Few folks do. Neither do they come out of such ways by one great leap.
There are those who preach a different doctrine.

Either "Dodd" or his father made a fatal mistake, too, on going to town. Neither of them arranged to have the boy get to work, as soon as he entered his new life. The elder thought his son was getting large enough to look out for himself, and "Dodd" waited awhile to look around. So, between the two, the cup of salvation that the boy should have quaffed, fell, and was broken.

"Dodd" drifted about the town for many days, seeing what he could see. His memory of Mr. Bright was still fresh and nourishing, and it often held him from wrong, where his natural inclination would have carried him clear over the line that separates evil from good. An iron, well heated, will hold its heat long after it is taken out of the fire.
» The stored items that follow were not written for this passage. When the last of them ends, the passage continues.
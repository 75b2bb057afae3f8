//! Backend for sockets that keep message boundaries: one `sendmsg` per message, one `recvmsg`
//! per message.

use super::RecvSuccess;
use crate::{
    cmsg::{self, AncillaryBuf, Truncation},
    fdops,
    unixprelude::*,
    util::{mk_msghdr_r, mk_msghdr_w},
    Error, FdSet, Result, MAX_FD_COUNT,
};
use std::io::{IoSlice, IoSliceMut};

pub(super) fn send(fd: BorrowedFd<'_>, payload: &[u8], fds: &[BorrowedFd<'_>]) -> Result<()> {
    let anc = AncillaryBuf::encode(fds);
    let iov = [IoSlice::new(payload)];
    let hdr = mk_msghdr_w(&iov, anc.as_bytes())?;
    let sent = unsafe {
        // SAFETY: hdr points into iov and anc, both of which outlive the call
        fdops::sendmsg(fd, &hdr)?
    };
    assert_eq!(
        sent,
        payload.len(),
        "partial send on a message-preserving socket"
    );
    Ok(())
}

pub(super) fn recv(
    fd: BorrowedFd<'_>,
    buf: &mut [u8],
    fds_out: Option<&mut FdSet>,
) -> Result<RecvSuccess> {
    // Room for a full message regardless of the caller's capacity. The surplus is closed when
    // clamping into the set.
    let mut anc = AncillaryBuf::with_room(MAX_FD_COUNT);
    let mut iov = [IoSliceMut::new(buf)];
    let mut hdr = mk_msghdr_r(&mut iov, anc.as_mut_bytes())?;

    let received = unsafe {
        // SAFETY: hdr points into iov and anc, both of which outlive the call
        fdops::recvmsg(fd, &mut hdr)?
    };
    let arrived = unsafe {
        // SAFETY: the header was just filled in by recvmsg
        cmsg::decode(&hdr)?
    };

    if let Some(t) = Truncation::from_flags(hdr.msg_flags) {
        log::debug!("message truncated ({t}) with {received} bytes of payload delivered");
        cmsg::discard(arrived, format_args!("message truncated"));
        return Err(Error::Truncated(t));
    }
    if received == 0 {
        cmsg::discard(arrived, format_args!("peer hung up"));
        return Err(Error::Closed);
    }

    let descriptors = match fds_out {
        Some(out) => out.fill_clamped(arrived),
        None => {
            cmsg::discard(arrived, format_args!("no descriptor set was provided"));
            0
        }
    };
    Ok(RecvSuccess {
        main: received,
        descriptors,
    })
}
use std::{
    env::{var as env_var, var_os as env_var_os},
    io::{self, Write},
};

const ALL_CFGS: &[&str] = &[
    "fdchan_msghdr_iovlen_c_int",
    "fdchan_msghdr_iovlen_size_t",
    "fdchan_msghdr_controllen_socklen_t",
    "fdchan_msghdr_controllen_size_t",
    "fdchan_cmsg_cloexec",
    "fdchan_msg_nosignal",
    "fdchan_seqpacket",
];

fn main() {
    declare_cfgs();
    if is_unix() {
        let target = TargetTriplet::fetch();
        collect_socket_features(&target);
    }
}

fn is_unix() -> bool {
    env_var_os("CARGO_CFG_UNIX").is_some()
}

/// This can define the following:
/// - `msghdr`'s `msg_iovlen` type:
///     - `fdchan_msghdr_iovlen_c_int`
///     - `fdchan_msghdr_iovlen_size_t`, on Linux with GNU, Android, uClibc MIPS64, and uClibc x86-64
/// - `msghdr`'s `msg_controllen` type:
///     - `fdchan_msghdr_controllen_socklen_t`
///     - `fdchan_msghdr_controllen_size_t`, same set of targets as above
/// - `fdchan_cmsg_cloexec`: `MSG_CMSG_CLOEXEC` and `SOCK_CLOEXEC` exist, so received and created
///   descriptors get close-on-exec atomically
/// - `fdchan_msg_nosignal`: `MSG_NOSIGNAL` exists; elsewhere `SO_NOSIGPIPE` is used instead
/// - `fdchan_seqpacket`: `SOCK_SEQPACKET` works for `AF_UNIX` (it doesn't on Apple platforms)
#[rustfmt::skip]
fn collect_socket_features(target: &TargetTriplet) {
    if (target.os("linux") && target.env("gnu"))
    || (target.os("linux") && target.env("uclibc") && target.arch_any(&["x86_64", "mips64"]))
    || target.os("android") {
        ldefine(&["fdchan_msghdr_iovlen_size_t", "fdchan_msghdr_controllen_size_t"]);
    } else {
        ldefine(&["fdchan_msghdr_iovlen_c_int", "fdchan_msghdr_controllen_socklen_t"]);
    }

    if target.os_any(&["linux", "android", "freebsd"]) {
        ldefine(&["fdchan_cmsg_cloexec", "fdchan_msg_nosignal"]);
    }

    if !target.os_any(&["macos", "ios", "tvos", "watchos"]) {
        define("fdchan_seqpacket");
    }
}

fn declare_cfgs() {
    let stdout_ = io::stdout();
    let mut stdout = stdout_.lock();
    for i in ALL_CFGS {
        writeln!(stdout, "cargo:rustc-check-cfg=cfg({i})").unwrap();
    }
}

fn define(cfg: &str) {
    ldefine(&[cfg]);
}
fn ldefine(cfgs: &[&str]) {
    let stdout_ = io::stdout();
    let mut stdout = stdout_.lock();
    for i in cfgs {
        stdout.write_all(b"cargo:rustc-cfg=").unwrap();
        stdout.write_all(i.as_ref()).unwrap();
        stdout.write_all(b"\n").unwrap();
    }
}

struct TargetTriplet {
    arch: String,
    os: String,
    env: Option<String>,
}
#[rustfmt::skip]
impl TargetTriplet {
    fn fetch() -> Self {
        Self {
            arch: env_var("CARGO_CFG_TARGET_ARCH").unwrap(),
            os: env_var("CARGO_CFG_TARGET_OS").unwrap(),
            env: env_var("CARGO_CFG_TARGET_ENV").ok(),
        }
    }
    fn arch_any(&self, arches: &[&str]) -> bool { arches.iter().copied().any(|x| x == self.arch) }
    fn os(&self, os: &str) -> bool { self.os == os }
    fn os_any(&self, oses: &[&str]) -> bool { oses.iter().copied().any(|x| x == self.os) }
    fn env(&self, env: &str) -> bool { self.env.as_deref() == Some(env) }
}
It grows cold, though, after a while.

So the boy began to circle about in the outer edge of the whirlpool that sucks in its victims so relentlessly and remorselessly, always, in the city.

I wish I did not have to tell the tale of still another descent into Avernus, of this boy of the checkered career. But I have started out to paint the picture exactly as it is, and I dip my brush in black again with a sigh. You have to do the same thing in telling, even to yourself, the story of yourself, don't you, my reader whose blood has iron in it, and whose pulses beat fast? I am not writing of a sluggish-veined person, nor for people of that complexion, good people though they are.